Commenting on these first-half results, Airbus CEO Tom Enders boasted of improvements in "revenues, profitability and cash generation" and promised his company is "on track to deliver our 2015 guidance." But what is that guidance, exactly, and what does it mean for investors?
H1 down. On to H2...
Actually, given how well the company performed in H1, Airbus appears to have rather modest expectations. Announcing its outlook for the rest of this year, Airbus predicted only "an increase" in revenues, a "slight increase" in operating profit from continuing operations, and an "increase" in earnings per share. Free cash flow for the year, while strong in H1, is predicted to be only "breakeven" in 2015.

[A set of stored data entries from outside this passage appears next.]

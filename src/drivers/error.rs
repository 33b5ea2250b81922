// Modem driver error type

use crate::protocol::CodecError;
use crate::report::ReportError;
use crate::serial::SerialError;
use std::time::Duration;
use thiserror::Error;

#[derive(Error, Debug)]
pub enum ModemError {
    #[error("Serial communication error: {0}")]
    Serial(String),

    #[error("Timeout waiting for modem after {0:?}")]
    Timeout(Duration),

    #[error("Invalid report: {0}")]
    Report(#[from] ReportError),

    #[error("Cannot encode message: {0}")]
    Codec(#[from] CodecError),
}

impl From<SerialError> for ModemError {
    fn from(err: SerialError) -> Self {
        match err {
            SerialError::Timeout(after) => ModemError::Timeout(after),
            other => ModemError::Serial(other.to_string()),
        }
    }
}

pub type ModemResult<T> = std::result::Result<T, ModemError>;
// Serial transport for the M16 modem
pub mod comm;
pub mod transport;

#[cfg(test)]
pub mod mock;

pub use comm::{list_ports, SerialConfig, SerialError, SerialPort};
pub use transport::{read_exactly, Delay, RetryPolicy, TokioDelay, Transport};
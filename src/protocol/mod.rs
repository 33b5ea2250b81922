// Application message protocol carried over the M16 modem link
pub mod codec;
pub mod command;
pub mod layout;

pub use codec::{Codec, CodecError, Message, WireWord};
pub use command::Command;
pub use layout::BitLayout;
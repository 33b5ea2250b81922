// Byte transport abstraction shared by the real serial port and the mock
// Reads are non-blocking polls; waiting is delegated to an injected Delay

use super::comm::{Result, SerialError};
use crate::core::{MAX_POLL_RETRIES, POLL_INTERVAL};
use std::time::Duration;

/// Byte-oriented link to the modem
pub trait Transport {
    /// Write all bytes
    async fn send_bytes(&mut self, bytes: &[u8]) -> Result<()>;

    /// Write a single byte
    async fn send_byte(&mut self, byte: u8) -> Result<()> {
        self.send_bytes(&[byte]).await
    }

    /// Read whatever is already buffered, up to `buf.len()` bytes
    /// Returns 0 when nothing has arrived; must not block waiting for data
    async fn try_read(&mut self, buf: &mut [u8]) -> Result<usize>;

    /// Number of bytes waiting in the receive buffer
    async fn bytes_available(&mut self) -> Result<usize>;

    /// Discard everything in the receive buffer
    async fn clear_input(&mut self) -> Result<()>;
}

/// Source of waits between polls and command bytes
pub trait Delay {
    async fn delay(&mut self, duration: Duration);
}

/// Wall-clock delay backed by the tokio timer
#[derive(Debug, Clone, Copy, Default)]
pub struct TokioDelay;

impl Delay for TokioDelay {
    async fn delay(&mut self, duration: Duration) {
        tokio::time::sleep(duration).await;
    }
}

/// Poll schedule for [`read_exactly`]
#[derive(Debug, Clone, Copy, PartialEq, Eq)]
pub struct RetryPolicy {
    /// Wait after each poll that returned nothing
    pub poll_interval: Duration,

    /// Empty polls tolerated before giving up
    pub max_retries: u32,
}

impl Default for RetryPolicy {
    fn default() -> Self {
        Self {
            poll_interval: POLL_INTERVAL,
            max_retries: MAX_POLL_RETRIES,
        }
    }
}

impl RetryPolicy {
    pub fn new(poll_interval: Duration, max_retries: u32) -> Self {
        Self {
            poll_interval,
            max_retries,
        }
    }

    /// Upper bound on the time spent waiting
    pub fn deadline(&self) -> Duration {
        self.poll_interval * self.max_retries
    }
}

/// Collect exactly `count` bytes or fail
///
/// Every poll that yields nothing counts against the budget, including
/// polls after partial progress. Once more than `max_retries` polls came back
/// empty the read fails with [`SerialError::Timeout`] and the partial data is
/// dropped.
pub async fn read_exactly<T, D>(
    transport: &mut T,
    delay: &mut D,
    count: usize,
    policy: RetryPolicy,
) -> Result<Vec<u8>>
where
    T: Transport,
    D: Delay,
{
    let mut buf = vec![0u8; count];
    let mut total_read = 0;
    let mut retries = 0u32;

    while total_read < count {
        let n = transport.try_read(&mut buf[total_read..]).await?;
        if n > 0 {
            total_read += n;
            continue;
        }

        retries += 1;
        if retries > policy.max_retries {
            tracing::debug!(
                "Read timed out with {}/{} bytes after {} polls",
                total_read,
                count,
                retries
            );
            return Err(SerialError::Timeout(policy.deadline()));
        }
        delay.delay(policy.poll_interval).await;
    }

    Ok(buf)
}
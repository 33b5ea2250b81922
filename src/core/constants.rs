// Constants of the M16 modem command interface

use std::time::Duration;

/// Default UART baud rate of the M16
pub const M16_BAUD: u32 = 9600;

/// Toggle between transparent mode and command mode (modem boots transparent)
pub const CMD_SWITCH_MODE: u8 = 0x6D;

/// Select a communication channel
pub const CMD_SET_CHANNEL: u8 = 0x63;

/// Select the transmit power level
pub const CMD_SET_POWER: u8 = 0x6C;

/// Request an 18-byte status report
pub const CMD_REQUEST_REPORT: u8 = 0x72;

/// Valid channel numbers
pub const CHANNEL_RANGE: std::ops::RangeInclusive<u8> = 1..=12;

/// Valid power levels
pub const POWER_LEVEL_RANGE: std::ops::RangeInclusive<u8> = 1..=4;

/// Pause between the two bytes of a doubled command
pub const COMMAND_REPEAT_DELAY: Duration = Duration::from_millis(1000);

/// Pause after the channel command before the channel character
pub const CHANNEL_SELECT_DELAY: Duration = Duration::from_millis(1);

/// Pause after the power command before the level character
pub const POWER_SELECT_DELAY: Duration = Duration::from_millis(1500);

/// Interval between polls while waiting for incoming bytes
pub const POLL_INTERVAL: Duration = Duration::from_millis(10);

/// Empty polls tolerated before a read gives up
pub const MAX_POLL_RETRIES: u32 = 100;
// M16 modem driver
//
// The modem starts in transparent mode: every byte written is transmitted.
// Configuration commands are single ASCII bytes sent twice with a one second
// pause, optionally followed by an argument character.

use super::error::{ModemError, ModemResult};
use crate::core::{
    CHANNEL_RANGE, CHANNEL_SELECT_DELAY, CMD_REQUEST_REPORT, CMD_SET_CHANNEL, CMD_SET_POWER,
    CMD_SWITCH_MODE, COMMAND_REPEAT_DELAY, POWER_LEVEL_RANGE, POWER_SELECT_DELAY,
};
use crate::protocol::{BitLayout, Codec, Message, WireWord};
use crate::report::Report;
use crate::serial::{read_exactly, Delay, RetryPolicy, TokioDelay, Transport};

/// Character selecting `channel`: '1'..'9' for 1-9, 'a'..'c' for 10-12
pub fn channel_char(channel: u8) -> Option<u8> {
    match channel {
        1..=9 => Some(b'0' + channel),
        10..=12 => Some(b'a' + (channel - 10)),
        _ => None,
    }
}

/// Character selecting power `level`: '1'..'4'
pub fn power_level_char(level: u8) -> Option<u8> {
    if POWER_LEVEL_RANGE.contains(&level) {
        Some(b'0' + level)
    } else {
        None
    }
}

/// M16 modem on top of a byte transport
///
/// The transport and delay source are injected so the command scripts can be
/// driven against a mock port without real waits.
pub struct M16Modem<T: Transport, D: Delay = TokioDelay> {
    transport: T,
    delay: D,
    codec: Codec,
    retry: RetryPolicy,
    last_report: Option<Report>,
}

impl<T: Transport> M16Modem<T, TokioDelay> {
    /// Create a modem using wall-clock delays
    pub fn new(transport: T, layout: BitLayout) -> Self {
        Self::with_delay(transport, TokioDelay, layout)
    }
}

impl<T: Transport, D: Delay> M16Modem<T, D> {
    pub fn with_delay(transport: T, delay: D, layout: BitLayout) -> Self {
        Self {
            transport,
            delay,
            codec: Codec::new(layout),
            retry: RetryPolicy::default(),
            last_report: None,
        }
    }

    /// Override the poll schedule used for incoming data
    pub fn with_retry_policy(mut self, retry: RetryPolicy) -> Self {
        self.retry = retry;
        self
    }

    pub fn codec(&self) -> &Codec {
        &self.codec
    }

    pub fn layout(&self) -> BitLayout {
        self.codec.layout()
    }

    pub fn retry_policy(&self) -> RetryPolicy {
        self.retry
    }

    pub fn transport(&self) -> &T {
        &self.transport
    }

    pub fn transport_mut(&mut self) -> &mut T {
        &mut self.transport
    }

    pub fn delay_source(&self) -> &D {
        &self.delay
    }

    /// Most recent report received by [`M16Modem::request_report`]
    pub fn last_report(&self) -> Option<&Report> {
        self.last_report.as_ref()
    }

    pub fn into_inner(self) -> (T, D) {
        (self.transport, self.delay)
    }

    /// Send a command byte, wait, then send it again
    async fn send_doubled(&mut self, command: u8) -> ModemResult<()> {
        self.transport.send_byte(command).await?;
        self.delay.delay(COMMAND_REPEAT_DELAY).await;
        self.transport.send_byte(command).await?;
        Ok(())
    }

    /// Toggle between transparent and command mode
    pub async fn switch_operation_mode(&mut self) -> ModemResult<()> {
        tracing::info!("Switching M16 operation mode");
        self.send_doubled(CMD_SWITCH_MODE).await
    }

    /// Select channel 1-12
    ///
    /// Out-of-range channels are ignored: nothing is sent and `Ok(())` is
    /// returned, which is how the modem library has always behaved.
    pub async fn set_channel(&mut self, channel: u8) -> ModemResult<()> {
        let Some(selector) = channel_char(channel) else {
            tracing::warn!(
                "Ignoring channel {} (valid {:?})",
                channel,
                CHANNEL_RANGE
            );
            return Ok(());
        };

        tracing::info!("Setting M16 channel to {}", channel);
        self.send_doubled(CMD_SET_CHANNEL).await?;
        self.delay.delay(CHANNEL_SELECT_DELAY).await;
        self.transport.send_byte(selector).await?;
        Ok(())
    }

    /// Select power level 1-4
    ///
    /// Out-of-range levels are ignored in the same way as channels.
    pub async fn set_power_level(&mut self, level: u8) -> ModemResult<()> {
        let Some(selector) = power_level_char(level) else {
            tracing::warn!(
                "Ignoring power level {} (valid {:?})",
                level,
                POWER_LEVEL_RANGE
            );
            return Ok(());
        };

        tracing::info!("Setting M16 power level to {}", level);
        self.send_doubled(CMD_SET_POWER).await?;
        self.delay.delay(POWER_SELECT_DELAY).await;
        self.transport.send_byte(selector).await?;
        Ok(())
    }

    /// Ask the modem for a status report and wait for the 18-byte answer
    pub async fn request_report(&mut self) -> ModemResult<Report> {
        tracing::debug!("Requesting M16 report");
        self.send_doubled(CMD_REQUEST_REPORT).await?;

        let frame = read_exactly(
            &mut self.transport,
            &mut self.delay,
            Report::LEN,
            self.retry,
        )
        .await?;
        let report = Report::parse(&frame)?;

        self.last_report = Some(report.clone());
        Ok(report)
    }

    /// Transmit a packed word, high byte first
    pub async fn send_word(&mut self, word: WireWord) -> ModemResult<()> {
        tracing::debug!("Encoded data: {}", word.to_binary_string());
        self.transport.send_bytes(&word.to_be_bytes()).await?;
        Ok(())
    }

    /// Encode and transmit a message, truncating oversize fields
    pub async fn send_message(&mut self, message: &Message) -> ModemResult<()> {
        let word = self.codec.encode_message(message);
        self.send_word(word).await
    }

    /// Encode and transmit a message, refusing oversize fields
    pub async fn send_message_checked(&mut self, message: &Message) -> ModemResult<()> {
        let word = self.codec.encode_checked(message)?;
        self.send_word(word).await
    }

    /// Wait for the next two-byte message
    ///
    /// Nothing is consumed until both bytes are buffered, so a timeout never
    /// splits a message across calls.
    pub async fn receive_message(&mut self) -> ModemResult<Message> {
        let mut retries = 0;
        while self.transport.bytes_available().await? < 2 {
            retries += 1;
            if retries > self.retry.max_retries {
                return Err(ModemError::Timeout(self.retry.deadline()));
            }
            self.delay.delay(self.retry.poll_interval).await;
        }

        let bytes = read_exactly(&mut self.transport, &mut self.delay, 2, self.retry).await?;
        let message = self.codec.decode_bytes([bytes[0], bytes[1]]);
        tracing::debug!("Received {}", message);
        Ok(message)
    }

    /// Bytes waiting in the receive buffer
    pub async fn rx_buffer_len(&mut self) -> ModemResult<usize> {
        Ok(self.transport.bytes_available().await?)
    }

    /// Take everything currently buffered and clear the receive buffer
    pub async fn drain_rx_buffer(&mut self) -> ModemResult<Vec<u8>> {
        let available = self.transport.bytes_available().await?;
        let mut data = vec![0u8; available];
        let mut total_read = 0;
        while total_read < available {
            let n = self.transport.try_read(&mut data[total_read..]).await?;
            if n == 0 {
                break;
            }
            total_read += n;
        }
        data.truncate(total_read);

        self.transport.clear_input().await?;
        Ok(data)
    }
}
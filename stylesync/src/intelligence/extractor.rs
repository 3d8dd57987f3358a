use std::sync::Arc;

use crate::error::{Result, StyleSyncError};
use crate::llm::{complete_structured, prompts, GatewayRequest, ImageAttachment, ModelGateway};
use crate::models::ClothingItem;

/// Turns a clothing photo into a [`ClothingItem`] via the vision model.
#[derive(Clone)]
pub struct AttributeExtractor {
    gateway: Arc<dyn ModelGateway>,
}

impl AttributeExtractor {
    pub fn new(gateway: Arc<dyn ModelGateway>) -> Self {
        Self { gateway }
    }

    /// Analyze one image. Every gateway failure collapses into
    /// [`StyleSyncError::Extraction`]; nothing is retried here.
    pub async fn analyze(&self, image_bytes: &[u8]) -> Result<ClothingItem> {
        let image = ImageAttachment::from_bytes(image_bytes);
        tracing::debug!(
            image_bytes = image_bytes.len(),
            mime_type = %image.mime_type,
            "Analyzing clothing image"
        );

        let request = GatewayRequest::new(
            prompts::CLOTHING_ITEM_SCHEMA,
            prompts::clothing_analysis_system_prompt(),
            prompts::ANALYSIS_USER_PROMPT.to_string(),
        )
        .with_image(image);

        match complete_structured::<ClothingItem>(self.gateway.as_ref(), &request).await {
            Ok(item) => {
                tracing::info!(category = %item.category, "Clothing item analyzed");
                Ok(item)
            }
            Err(StyleSyncError::MissingCredential) => Err(StyleSyncError::MissingCredential),
            Err(error) => {
                tracing::error!(error = %error, "Error analyzing image");
                Err(StyleSyncError::Extraction(error.to_string()))
            }
        }
    }
}

#[cfg(test)]
mod tests {
    use super::*;
    use async_trait::async_trait;
    use serde_json::{json, Value};
    use std::sync::Mutex;

    struct RecordingGateway {
        reply: Result<Value>,
        requests: Mutex<Vec<GatewayRequest>>,
    }

    impl RecordingGateway {
        fn new(reply: Result<Value>) -> Arc<Self> {
            Arc::new(Self {
                reply,
                requests: Mutex::new(Vec::new()),
            })
        }
    }

    #[async_trait]
    impl ModelGateway for RecordingGateway {
        async fn generate_json(&self, request: &GatewayRequest) -> Result<Value> {
            self.requests.lock().unwrap().push(request.clone());
            match &self.reply {
                Ok(value) => Ok(value.clone()),
                Err(error) => Err(StyleSyncError::Llm(error.to_string())),
            }
        }
    }

    fn tshirt_json() -> Value {
        json!({
            "category": "T-Shirt",
            "description": "Blue cotton tee",
            "color": ["Blue"],
            "gender": "Unisex",
            "fabric": "Cotton",
            "pattern": "Solid",
            "fit": "Regular Fit",
            "sleeve_length": "Short",
            "neck_type": "Round",
            "occasion": ["Casual"],
            "season": ["Summer"],
            "features": ["Breathable"]
        })
    }

    #[tokio::test]
    async fn test_analyze_returns_item_and_sends_image() {
        let gateway = RecordingGateway::new(Ok(tshirt_json()));
        let extractor = AttributeExtractor::new(gateway.clone());

        let item = extractor.analyze(b"jpeg bytes").await.unwrap();
        assert_eq!(item.category, "T-Shirt");

        let requests = gateway.requests.lock().unwrap();
        assert_eq!(requests.len(), 1);
        let request = &requests[0];
        assert_eq!(request.schema_name, "ClothingItem");
        assert!(request.system.contains("expert fashion analyst"));
        assert_eq!(request.user_text, prompts::ANALYSIS_USER_PROMPT);
        assert!(request.image.is_some());
    }

    #[tokio::test]
    async fn test_gateway_failure_becomes_extraction_error() {
        let gateway = RecordingGateway::new(Err(StyleSyncError::Llm("timeout".into())));
        let extractor = AttributeExtractor::new(gateway);

        let result = extractor.analyze(b"bytes").await;
        match result {
            Err(StyleSyncError::Extraction(message)) => assert!(message.contains("timeout")),
            other => panic!("Expected extraction error, got: {other:?}"),
        }
    }

    #[tokio::test]
    async fn test_incomplete_reply_becomes_extraction_error() {
        let mut reply = tshirt_json();
        reply.as_object_mut().unwrap().remove("fabric");
        let extractor = AttributeExtractor::new(RecordingGateway::new(Ok(reply)));

        let result = extractor.analyze(b"bytes").await;
        match result {
            Err(StyleSyncError::Extraction(message)) => assert!(message.contains("fabric")),
            other => panic!("Expected extraction error, got: {other:?}"),
        }
    }
}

As guidance goes, you could call the company's predictions modest, attainable, or even lowball. One thing you cannot say about Airbus' predictions, though, is that they make valuing the stock any easier. But here's what we do know.
Airbus' earnings for the past 12 months now amount to $3 billion, according to S&P Capital IQ data. Its market capitalization is $56.7 billion. So, even assuming a small increase in earnings, the stock probably still costs about 18 times earnings or so -- slightly less expensive than Boeing's 19.5 on a P/E basis.
Valued on sales, Airbus stock costs slightly more than 0.8 times sales, versus Boeing's P/S ratio of just over 1.0. Once again, Airbus looks like a better bargain than Boeing.
Finally, with a 6.5% operating profit margin, Airbus continues to earn less profit per dollar of revenue brought in than does Boeing, with its 8% operating profit margin. That said, if Airbus continues growing its profit margins as it seems to have done in H1 -- a prospect that will be made easier by economies of scale from the large number of plane orders it's booking -- the gap in profitability could close.
Long story short, so long as Airbus keeps doing what it's doing, the stock could still be a better buy than Boeing.